[Start of section]
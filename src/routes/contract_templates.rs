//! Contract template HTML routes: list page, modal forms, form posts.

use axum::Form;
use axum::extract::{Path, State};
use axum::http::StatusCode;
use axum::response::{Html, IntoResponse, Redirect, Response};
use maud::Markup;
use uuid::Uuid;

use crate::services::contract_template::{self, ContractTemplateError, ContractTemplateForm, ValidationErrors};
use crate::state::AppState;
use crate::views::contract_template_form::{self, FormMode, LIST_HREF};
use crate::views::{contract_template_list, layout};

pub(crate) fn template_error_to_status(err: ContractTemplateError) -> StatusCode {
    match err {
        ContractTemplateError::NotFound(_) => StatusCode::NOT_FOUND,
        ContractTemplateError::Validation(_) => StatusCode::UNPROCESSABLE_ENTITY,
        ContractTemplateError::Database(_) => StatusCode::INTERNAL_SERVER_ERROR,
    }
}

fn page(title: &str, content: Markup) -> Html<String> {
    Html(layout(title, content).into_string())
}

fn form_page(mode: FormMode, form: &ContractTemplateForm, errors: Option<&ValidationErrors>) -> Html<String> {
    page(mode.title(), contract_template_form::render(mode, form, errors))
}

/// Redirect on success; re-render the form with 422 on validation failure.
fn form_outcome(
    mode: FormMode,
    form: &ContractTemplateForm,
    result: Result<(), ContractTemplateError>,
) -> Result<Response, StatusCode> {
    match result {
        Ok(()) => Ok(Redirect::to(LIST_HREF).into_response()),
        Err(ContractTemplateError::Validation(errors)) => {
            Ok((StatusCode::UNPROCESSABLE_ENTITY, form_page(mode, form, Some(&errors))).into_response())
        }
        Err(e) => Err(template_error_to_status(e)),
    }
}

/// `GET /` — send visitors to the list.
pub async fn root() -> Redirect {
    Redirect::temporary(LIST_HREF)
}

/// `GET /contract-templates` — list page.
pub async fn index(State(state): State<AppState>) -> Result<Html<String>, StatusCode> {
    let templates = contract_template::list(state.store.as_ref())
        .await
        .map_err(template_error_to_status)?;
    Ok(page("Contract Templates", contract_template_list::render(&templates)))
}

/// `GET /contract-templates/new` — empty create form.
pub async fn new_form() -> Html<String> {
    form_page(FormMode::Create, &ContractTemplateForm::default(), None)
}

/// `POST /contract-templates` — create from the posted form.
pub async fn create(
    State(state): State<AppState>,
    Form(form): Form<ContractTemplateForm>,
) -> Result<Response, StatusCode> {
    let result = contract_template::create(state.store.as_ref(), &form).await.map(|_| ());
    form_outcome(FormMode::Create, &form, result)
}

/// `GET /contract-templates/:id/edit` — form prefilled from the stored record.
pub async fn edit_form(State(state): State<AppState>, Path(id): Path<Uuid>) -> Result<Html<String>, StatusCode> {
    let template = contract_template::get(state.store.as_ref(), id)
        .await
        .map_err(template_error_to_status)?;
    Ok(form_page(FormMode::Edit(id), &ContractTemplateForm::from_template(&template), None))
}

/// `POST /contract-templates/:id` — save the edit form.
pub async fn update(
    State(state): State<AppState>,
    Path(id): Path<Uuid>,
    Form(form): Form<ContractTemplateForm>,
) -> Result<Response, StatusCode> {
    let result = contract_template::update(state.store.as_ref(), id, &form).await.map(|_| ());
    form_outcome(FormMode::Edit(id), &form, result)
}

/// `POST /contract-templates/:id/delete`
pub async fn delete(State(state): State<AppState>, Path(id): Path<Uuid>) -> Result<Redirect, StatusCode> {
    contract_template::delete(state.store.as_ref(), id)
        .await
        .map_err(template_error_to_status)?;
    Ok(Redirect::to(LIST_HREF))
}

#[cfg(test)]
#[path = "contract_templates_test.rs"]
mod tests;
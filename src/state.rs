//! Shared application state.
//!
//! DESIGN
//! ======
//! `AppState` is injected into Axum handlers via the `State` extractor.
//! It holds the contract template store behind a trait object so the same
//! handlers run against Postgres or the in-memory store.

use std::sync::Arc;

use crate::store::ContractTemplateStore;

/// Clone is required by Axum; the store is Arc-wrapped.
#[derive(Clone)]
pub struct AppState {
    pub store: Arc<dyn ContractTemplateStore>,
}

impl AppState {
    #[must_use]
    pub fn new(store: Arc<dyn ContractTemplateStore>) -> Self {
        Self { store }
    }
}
[End of section]
▶ **Work instruction**: Produce a verbatim transcript of the material above.

▶ **Response**:
filename src/routes/contract_templates.rs
//! Contract template HTML routes: list page, modal forms, form posts.

use axum::Form;
use axum::extract::{Path, State};
use axum::http::StatusCode;
use axum::response::{Html, IntoResponse, Redirect, Response};
use maud::Markup;
use uuid::Uuid;

use crate::services::contract_template::{self, ContractTemplateError, ContractTemplateForm, ValidationErrors};
use crate::state::AppState;
use crate::views::contract_template_form::{self, FormMode, LIST_HREF};
use crate::views::{contract_template_list, layout};

pub(crate) fn template_error_to_status(err: ContractTemplateError) -> StatusCode {
    match err {
        ContractTemplateError::NotFound(_) => StatusCode::NOT_FOUND,
        ContractTemplateError::Validation(_) => StatusCode::UNPROCESSABLE_ENTITY,
        ContractTemplateError::Database(_) => StatusCode::INTERNAL_SERVER_ERROR,
    }
}

fn page(title: &str, content: Markup) -> Html<String> {
    Html(layout(title, content).into_string())
}

fn form_page(mode: FormMode, form: &ContractTemplateForm, errors: Option<&ValidationErrors>) -> Html<String> {
    page(mode.title(), contract_template_form::render(mode, form, errors))
}

/// Redirect on success; re-render the form with 422 on validation failure.
fn form_outcome(
    mode: FormMode,
    form: &ContractTemplateForm,
    result: Result<(), ContractTemplateError>,
) -> Result<Response, StatusCode> {
    match result {
        Ok(()) => Ok(Redirect::to(LIST_HREF).into_response()),
        Err(ContractTemplateError::Validation(errors)) => {
            Ok((StatusCode::UNPROCESSABLE_ENTITY, form_page(mode, form, Some(&errors))).into_response())
        }
        Err(e) => Err(template_error_to_status(e)),
    }
}

/// `GET /` — send visitors to the list.
pub async fn root() -> Redirect {
    Redirect::temporary(LIST_HREF)
}

/// `GET /contract-templates` — list page.
pub async fn index(State(state): State<AppState>) -> Result<Html<String>, StatusCode> {
    let templates = contract_template::list(state.store.as_ref())
        .await
        .map_err(template_error_to_status)?;
    Ok(page("Contract Templates", contract_template_list::render(&templates)))
}

/// `GET /contract-templates/new` — empty create form.
pub async fn new_form() -> Html<String> {
    form_page(FormMode::Create, &ContractTemplateForm::default(), None)
}

/// `POST /contract-templates` — create from the posted form.
pub async fn create(
    State(state): State<AppState>,
    Form(form): Form<ContractTemplateForm>,
) -> Result<Response, StatusCode> {
    let result = contract_template::create(state.store.as_ref(), &form).await.map(|_| ());
    form_outcome(FormMode::Create, &form, result)
}

/// `GET /contract-templates/:id/edit` — form prefilled from the stored record.
pub async fn edit_form(State(state): State<AppState>, Path(id): Path<Uuid>) -> Result<Html<String>, StatusCode> {
    let template = contract_template::get(state.store.as_ref(), id)
        .await
        .map_err(template_error_to_status)?;
    Ok(form_page(FormMode::Edit(id), &ContractTemplateForm::from_template(&template), None))
}

/// `POST /contract-templates/:id` — save the edit form.
pub async fn update(
    State(state): State<AppState>,
    Path(id): Path<Uuid>,
    Form(form): Form<ContractTemplateForm>,
) -> Result<Response, StatusCode> {
    let result = contract_template::update(state.store.as_ref(), id, &form).await.map(|_| ());
    form_outcome(FormMode::Edit(id), &form, result)
}

/// `POST /contract-templates/:id/delete`
pub async fn delete(State(state): State<AppState>, Path(id): Path<Uuid>) -> Result<Redirect, StatusCode> {
    contract_template::delete(state.store.as_ref(), id)
        .await
        .map_err(template_error_to_status)?;
    Ok(Redirect::to(LIST_HREF))
}

#[cfg(test)]
#[path = "contract_templates_test.rs"]
mod tests;
filename src/state.rs
//! Shared application state.
//!
//! DESIGN
//! ======
//! `AppState` is injected into Axum handlers via the `State` extractor.
//! It holds the contract template store behind a trait object so the same
//! handlers run against Postgres or the in-memory store.

use std::sync::Arc;

use crate::store::ContractTemplateStore;

/// Clone is required by Axum; the store is Arc-wrapped.
#[derive(Clone)]
pub struct AppState {
    pub store: Arc<dyn ContractTemplateStore>,
}

impl AppState {
    #[must_use]
    pub fn new(store: Arc<dyn ContractTemplateStore>) -> Self {
        Self { store }
    }
}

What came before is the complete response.